ISOSPORA (CYSTOISOSPORA) SPP.
Pathogenesis
Infection occurs either through the ingestion of infective oocysts from the environment or when a cat eats a prey animal infected with the parasite. Oocysts are passed unsporulated in feces, and after exposure to warm temperature (20° C to 37° C) and humidity, sporulation occurs and two sporocysts are formed (Figure 18-2). Within each sporocyst are four infective sporozoites. After ingestion, sporozoites excyst in the intestinal lumen and undergo a series of asexual replications, followed by sexual replication, which leads to the formation of unsporulated oocysts that are shed in feces. Some sporozoites penetrate the intestinal wall and form unicellular cysts in the mesenteric lymph nodes or other extraintestinal tissues. These cysts may serve as a source of reinfection. Vomiting and diarrhea can occur and result from intestinal congestion, erosion of enterocytes, and atrophy of villi. These clinical signs occur mainly in kittens and young cats during the enteroepithelial cycle. I. felis generally is considered more pathogenic than I. rivolta.
Treatment
It is questionable whether Isospora spp. infections cause chronic diarrhea in adult cats.

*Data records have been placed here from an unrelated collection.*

//! reqwest-backed responder client.

use std::time::Duration;

use async_trait::async_trait;
use tracing::debug;
use url::Url;

use super::{BotReply, ProcessRequest, ProcessResponse, Responder, ResponderError};
use crate::config::ResponderConfig;

/// Responder reached over HTTP.
///
/// # Example
///
/// ```rust,no_run
/// use chat_panel::responder::{HttpResponder, Responder};
///
/// # async fn example() -> Result<(), Box<dyn std::error::Error>> {
/// let responder = HttpResponder::new("http://localhost:5000", "/process")?;
/// let reply = responder.process("Show me a cat").await?;
/// println!("{}", reply.message);
/// # Ok(())
/// # }
/// ```
#[derive(Debug, Clone)]
pub struct HttpResponder {
    endpoint: Url,
    http: reqwest::Client,
}

impl HttpResponder {
    /// Create a client for `{base_url}{path}`.
    pub fn new(base_url: impl AsRef<str>, path: impl AsRef<str>) -> Result<Self, ResponderError> {
        Self::with_client(base_url, path, reqwest::Client::new())
    }

    /// Create a client with a custom reqwest client.
    ///
    /// `path` is resolved below any path already on `base_url`, so
    /// `http://h/api` with `/process` posts to `http://h/api/process`.
    pub fn with_client(
        base_url: impl AsRef<str>,
        path: impl AsRef<str>,
        http: reqwest::Client,
    ) -> Result<Self, ResponderError> {
        let mut base = Url::parse(base_url.as_ref())?;
        if !base.path().ends_with('/') {
            let dir = format!("{}/", base.path());
            base.set_path(&dir);
        }
        let endpoint = base.join(path.as_ref().trim_start_matches('/'))?;
        Ok(Self { endpoint, http })
    }

    /// Build the client described by the `responder` config section.
    pub fn from_config(config: &ResponderConfig) -> Result<Self, ResponderError> {
        let mut builder = reqwest::Client::builder();
        if let Some(secs) = config.timeout_secs {
            builder = builder.timeout(Duration::from_secs(secs));
        }
        Self::with_client(&config.base_url, &config.path, builder.build()?)
    }

    /// Full URL requests are posted to.
    #[must_use]
    pub fn endpoint(&self) -> &Url {
        &self.endpoint
    }
}

#[async_trait]
impl Responder for HttpResponder {
    async fn process(&self, input: &str) -> Result<BotReply, ResponderError> {
        let body = ProcessRequest {
            input: input.to_owned(),
        };

        debug!(
            name: "responder.request.sent",
            endpoint = %self.endpoint,
            input_len = input.len(),
            "Sending input to responder"
        );

        let response = self
            .http
            .post(self.endpoint.clone())
            .json(&body)
            .send()
            .await?;

        let status = response.status();
        let text = response.text().await?;
        if !status.is_success() {
            return Err(ResponderError::Status {
                status: status.as_u16(),
                body: text,
            });
        }

        let parsed: ProcessResponse = serde_json::from_str(&text)?;
        Ok(parsed.response)
    }
}

#[cfg(test)]
mod tests {
    use super::*;

    #[test]
    fn test_endpoint_joins_path() {
        let responder = HttpResponder::new("http://localhost:5000", "/process").unwrap();
        assert_eq!(responder.endpoint().as_str(), "http://localhost:5000/process");
    }

    #[test]
    fn test_endpoint_keeps_base_path_prefix() {
        let responder = HttpResponder::new("http://h/api", "/process").unwrap();
        assert_eq!(responder.endpoint().as_str(), "http://h/api/process");

        let responder = HttpResponder::new("http://h/api/", "process").unwrap();
        assert_eq!(responder.endpoint().as_str(), "http://h/api/process");
    }

    #[test]
    fn test_rejects_invalid_base_url() {
        let err = HttpResponder::new("not a url", "/process").unwrap_err();
        assert_eq!(err.kind(), "invalid_url");
    }

    #[test]
    fn test_from_config_with_timeout() {
        let config = ResponderConfig {
            base_url: "http://127.0.0.1:5000/".into(),
            path: "/process".into(),
            timeout_secs: Some(5),
        };
        let responder = HttpResponder::from_config(&config).unwrap();
        assert_eq!(responder.endpoint().as_str(), "http://127.0.0.1:5000/process");
    }
}
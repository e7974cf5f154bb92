//! Client side of the external responder.
//!
//! The responder receives the user's trimmed text and answers with a
//! [`BotReply`]. The [`Responder`] trait is the seam between the panel and
//! the transport; [`HttpResponder`] is the production implementation.
//!
//! # Wire format
//!
//! ```text
//! POST /process   {"input": "show me a cat"}
//! 200 OK          {"response": {"message": "...", "has_image": true, "image_url": "https://..."}}
//! ```

mod error;
mod http;
mod types;

use async_trait::async_trait;

pub use error::ResponderError;
pub use http::HttpResponder;
pub use types::{BotReply, ProcessRequest, ProcessResponse};

/// Something that turns user input into a bot reply.
#[async_trait]
pub trait Responder: Send + Sync {
    /// Send one input and wait for its reply.
    async fn process(&self, input: &str) -> Result<BotReply, ResponderError>;
}
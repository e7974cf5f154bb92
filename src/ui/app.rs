//! Full HTML document around a panel.

use leptos::prelude::*;

use crate::panel::PanelSnapshot;
use crate::ui::chat::ChatPanelView;

/// Script tag source for the HTMX bundle, served from `/static`.
pub const HTMX_SRC: &str = "/static/vendor/htmx-2.0.8.min.js";

/// Seconds between full-page reloads while a reply is pending.
///
/// Only pages reached through the plain form POST are ever pending on load;
/// with HTMX the conversation polls itself instead.
pub const PENDING_REFRESH: &str = "1";

/// Page shell hosting a single chat panel.
#[component]
pub fn App(
    #[prop(into)]
    panel_id: String,
    snapshot: PanelSnapshot,
) -> impl IntoView {
    let awaiting = snapshot.is_awaiting();

    view! {
        <html lang="en">
            <head>
                <meta charset="utf-8" />
                <meta name="viewport" content="width=device-width, initial-scale=1" />
                <title>"Chatbot"</title>
                {awaiting.then(|| view! { <meta http-equiv="refresh" content=PENDING_REFRESH /> })}
                // Local assets only, no CDN
                <script src=HTMX_SRC></script>
                <link rel="stylesheet" href="/static/app.css" />
            </head>
            <body class="min-h-screen bg-background text-textPrimary antialiased">
                <main class="container mx-auto px-4 py-6">
                    <ChatPanelView panel_id=panel_id snapshot=snapshot />
                </main>
            </body>
        </html>
    }
}
//! Button component with sizes.

use leptos::prelude::*;

/// Button size.
#[derive(Debug, Clone, Copy, Default, PartialEq, Eq)]
pub enum ButtonSize {
    #[default]
    Md,
    /// Square, icon-only button.
    Icon,
}

impl ButtonSize {
    /// CSS classes for this size.
    #[must_use]
    pub fn classes(self) -> &'static str {
        match self {
            Self::Md => "h-10 px-4 text-sm",
            Self::Icon => "h-10 w-10 shrink-0",
        }
    }
}

/// ShadCN-style button component.
///
/// # Example
///
/// ```rust,ignore
/// view! {
///     <Button button_type="submit" size=ButtonSize::Icon>
///         <SendIcon />
///     </Button>
/// }
/// ```
#[component]
pub fn Button(
    #[prop(default = ButtonSize::Md)]
    size: ButtonSize,
    /// Button type attribute.
    #[prop(default = "button")]
    button_type: &'static str,
    #[prop(default = false)]
    disabled: bool,
    children: Children,
) -> impl IntoView {
    let classes = format!(
        "inline-flex items-center justify-center rounded-md font-medium transition-colors \
         focus-visible:outline-none focus-visible:ring-2 focus-visible:ring-primary \
         disabled:pointer-events-none disabled:opacity-50 \
         bg-primary text-primary-foreground hover:bg-primaryMuted {}",
        size.classes(),
    );

    view! {
        <button type=button_type class=classes disabled=disabled aria-disabled=disabled.to_string()>
            {children()}
        </button>
    }
}
//! Single-line text input.

use leptos::prelude::*;

/// Text input component.
///
/// `value` is rendered as the initial content, which is how the server
/// hands the current draft back to the browser.
#[component]
pub fn Input(
    /// Form field name.
    name: &'static str,
    /// Current value.
    #[prop(into, optional)]
    value: String,
    #[prop(default = "")]
    placeholder: &'static str,
    #[prop(default = false)]
    autofocus: bool,
) -> impl IntoView {
    let classes = "flex h-10 w-full rounded-md border border-panelBorder bg-background \
         px-3 py-2 text-sm text-textPrimary placeholder:text-textMuted \
         focus-visible:outline-none focus-visible:ring-2 focus-visible:ring-primary \
         focus-visible:ring-offset-2";

    view! {
        <input
            type="text"
            class=classes
            name=name
            value=value
            placeholder=placeholder
            autocomplete="off"
            autofocus=autofocus
        />
    }
}
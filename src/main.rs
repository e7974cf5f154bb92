//! Chat panel server
//!
//! Entry point: loads configuration and serves the panel.

use mimalloc::MiMalloc;

/// Global allocator for improved performance (M-MIMALLOC-APPS).
#[global_allocator]
static GLOBAL: MiMalloc = MiMalloc;

use std::sync::Arc;

use chat_panel::config::AppConfig;
use chat_panel::server::start_server;
use dotenvy::dotenv;
use tracing::info;
use tracing_subscriber::{EnvFilter, fmt, layer::SubscriberExt, util::SubscriberInitExt};

#[tokio::main]
async fn main() -> anyhow::Result<()> {
    // Load .env (if present) before reading env-backed settings
    let _ = dotenv();

    // Initialize tracing (M-LOG-STRUCTURED)
    let filter = EnvFilter::try_from_default_env().unwrap_or_else(|_| EnvFilter::new("info"));
    let json_logs = std::env::var("LOG_FORMAT").is_ok_and(|v| v.eq_ignore_ascii_case("json"));
    if json_logs {
        tracing_subscriber::registry()
            .with(fmt::layer().json().with_target(true))
            .with(filter)
            .init();
    } else {
        tracing_subscriber::registry()
            .with(fmt::layer().with_target(true))
            .with(filter)
            .init();
    }

    let config = match AppConfig::load() {
        Ok(config) => config,
        Err(e) => {
            eprintln!("Configuration error: {e}");
            std::process::exit(1);
        }
    };

    info!(
        name: "config.loaded",
        address = %config.bind_address(),
        responder = %config.responder.base_url,
        overlap_policy = ?config.panel.overlap_policy,
        "Configuration loaded"
    );

    start_server(Arc::new(config)).await
}
//! Wire types for the `/process` exchange.

use serde::{Deserialize, Serialize};

/// Request body sent to the responder.
#[derive(Debug, Clone, PartialEq, Eq, Serialize, Deserialize)]
pub struct ProcessRequest {
    /// Trimmed user text.
    pub input: String,
}

/// Success body returned by the responder.
#[derive(Debug, Clone, PartialEq, Eq, Serialize, Deserialize)]
pub struct ProcessResponse {
    /// The bot's reply.
    pub response: BotReply,
}

/// A single bot reply.
#[derive(Debug, Clone, PartialEq, Eq, Serialize, Deserialize)]
pub struct BotReply {
    /// Text to append to the conversation.
    pub message: String,
    /// Whether `image_url` should replace the header image.
    #[serde(default)]
    pub has_image: bool,
    /// Image to show in the panel header.
    #[serde(default, skip_serializing_if = "Option::is_none")]
    pub image_url: Option<String>,
}

impl BotReply {
    /// Plain text reply without an image.
    pub fn text(message: impl Into<String>) -> Self {
        Self {
            message: message.into(),
            has_image: false,
            image_url: None,
        }
    }

    /// Reply that carries a header image.
    pub fn with_image(message: impl Into<String>, image_url: impl Into<String>) -> Self {
        Self {
            message: message.into(),
            has_image: true,
            image_url: Some(image_url.into()),
        }
    }

    /// The header image to apply, if the reply flags one.
    ///
    /// A reply that sets `has_image` without a URL leaves the header alone.
    #[must_use]
    pub fn header_image(&self) -> Option<&str> {
        if self.has_image {
            self.image_url.as_deref()
        } else {
            None
        }
    }
}
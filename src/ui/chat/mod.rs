//! Chat panel components.
//!
//! The panel is split into two swap targets so the browser can refresh the
//! conversation while the user keeps typing:
//!
//! - `#chat-panel`: the whole card, replaced after a submit
//! - `#chat-conversation`: header image and messages, polled while replies are pending

mod compose_form;
mod conversation;
mod header_image;
mod message_list;
mod panel;

pub use compose_form::ComposeForm;
pub use conversation::Conversation;
pub use header_image::HeaderImage;
pub use message_list::{MessageList, MessageRow};
pub use panel::ChatPanelView;

/// How often the conversation refreshes while replies are pending.
pub const POLL_TRIGGER: &str = "every 1s";

/// URL the compose form posts drafts to.
#[must_use]
pub fn submit_url(panel_id: &str) -> String {
    format!("/panel/{panel_id}/messages")
}

/// URL of the conversation fragment.
#[must_use]
pub fn conversation_url(panel_id: &str) -> String {
    format!("/panel/{panel_id}/conversation")
}
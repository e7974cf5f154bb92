//! ShadCN-style building blocks, rendered via Leptos SSR.
//!
//! - [`Card`], [`CardHeader`], [`CardContent`], [`CardFooter`]: panel frame
//! - [`Avatar`]: sender badge with fallback initials
//! - [`ScrollArea`]: scrollable message container
//! - [`Input`]: single-line text field
//! - [`Button`]: submit control
//! - [`SendIcon`]: paper-plane glyph

mod avatar;
mod button;
mod card;
mod icons;
mod input;
mod scroll_area;

pub use avatar::Avatar;
pub use button::{Button, ButtonSize};
pub use card::{Card, CardContent, CardFooter, CardHeader};
pub use icons::SendIcon;
pub use input::Input;
pub use scroll_area::ScrollArea;
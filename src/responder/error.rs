//! Error types for responder calls.

use thiserror::Error;

/// Failure of a single request to the responder.
#[derive(Error, Debug)]
pub enum ResponderError {
    /// Transport failure (connection refused, reset, timed out).
    #[error("HTTP error: {0}")]
    Http(#[from] reqwest::Error),

    /// The configured endpoint is not a valid URL.
    #[error("Invalid URL: {0}")]
    InvalidUrl(#[from] url::ParseError),

    /// The responder answered with a non-2xx status.
    #[error("Responder returned status {status}: {body}")]
    Status {
        /// HTTP status code.
        status: u16,
        /// Raw response body, kept for diagnostics only.
        body: String,
    },

    /// The success body did not match the expected reply shape.
    #[error("Malformed reply: {0}")]
    Decode(#[from] serde_json::Error),
}

impl ResponderError {
    /// Short machine-friendly label used in log events.
    #[must_use]
    pub fn kind(&self) -> &'static str {
        match self {
            Self::Http(_) => "transport",
            Self::InvalidUrl(_) => "invalid_url",
            Self::Status { .. } => "status",
            Self::Decode(_) => "decode",
        }
    }
}
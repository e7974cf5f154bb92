//! Card frame: header, content and footer sections.

use leptos::prelude::*;

/// Card container.
///
/// # Example
///
/// ```rust,ignore
/// view! {
///     <Card class="w-full max-w-md mx-auto">
///         <CardHeader class="p-0">
///             <img src="/cat.png" />
///         </CardHeader>
///         <CardContent class="p-4">"Messages"</CardContent>
///         <CardFooter class="p-4 pt-0">"Input"</CardFooter>
///     </Card>
/// }
/// ```
#[component]
pub fn Card(
    /// Additional CSS classes.
    #[prop(default = "")]
    class: &'static str,
    children: Children,
) -> impl IntoView {
    let classes = format!(
        "rounded-lg border border-panelBorder bg-panel text-textPrimary shadow-sm {class}"
    );

    view! { <div class=classes>{children()}</div> }
}

/// Card header section.
#[component]
pub fn CardHeader(
    /// Additional CSS classes; `p-0` lets media bleed to the edges.
    #[prop(default = "p-6")]
    class: &'static str,
    children: Children,
) -> impl IntoView {
    let classes = format!("flex flex-col space-y-1.5 {class}");

    view! { <div class=classes>{children()}</div> }
}

#[component]
pub fn CardContent(
    #[prop(default = "p-6 pt-0")]
    class: &'static str,
    children: Children,
) -> impl IntoView {
    view! { <div class=class>{children()}</div> }
}

#[component]
pub fn CardFooter(
    #[prop(default = "p-6 pt-0")]
    class: &'static str,
    children: Children,
) -> impl IntoView {
    let classes = format!("flex items-center {class}");

    view! { <div class=classes>{children()}</div> }
}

If oocysts are found in feline patients with chronic diarrhea, the presence of another underlying disease should be considered. Sulfonamide-containing drugs have been used classically for treatment if clinical illness from Isospora spp. infection is suspected. However, these drugs are coccidiostatic, may be poorly tolerated by kittens, and have to be prescribed for long periods of time to be effective (see Table 18-2). Toltrazuril has been shown to be effective, but is currently not available in the United States.40 Although no literature has been published on it, the related drug ponazuril is available for large animals and has been used safely for the treatment of Isospora spp. infection in kittens. Ponazuril (Marquis Paste, Bayer Animal Health) can be diluted at 1 g of paste to 3 mL of water, which gives a solution of 37.5 mg/mL. The drug is thought to be stable for several weeks after dilution. Ponazuril can be administered at 20 mg/kg PO q24h for 2 days, or at 50 mg/kg PO as a single dose. Both regimens appear to be safe and effective. Consideration should be given to treating cats who can be considered in-contact to the infected cat to attempt to prevent recurrent infection. Treatment of subclinically infected cats may lessen oocyst shedding and resultant environmental contamination. However, infection is not always cleared. In addition, the presence of a low-level infection can lead to premunition.
FLAGELLATES
GIARDIA SPP.
Etiology
Giardia duodenalis is a protozoan parasite with worldwide distribution that infects a variety of mammals. The G. duodenalis isolates from human beings and animals are indistinguishable morphologically. Molecular genetic studies have demonstrated that G. duodenalis is a species complex comprising seven assemblages (A to G). Some of the assemblages have been detected in animals and human beings, but some are host-specific. Cats can harbor the cat-specific assemblage F (Tables 18-3 and 18-4) and also occasionally the assemblages A and B, which represent the genotypes that have mainly been detected in human beings.41–50 The organism exists in two stages, the motile trophozoite and the environmentally resistant cyst.
Epidemiology
Giardia spp. have been detected in feces from cats around the world (Tables 18-4 and 18-5). However, the prevalence of Giardia spp. varies, based on the study population and on the diagnostic test used.* Thus, although the true prevalence of Giardia spp. infections in cats is unknown, it is generally believed to be between 1 per cent and 20 per cent in cats with diarrhea. Young, immunodeficient, and group-housed cats are thought to be more susceptible to infection and clinical disease.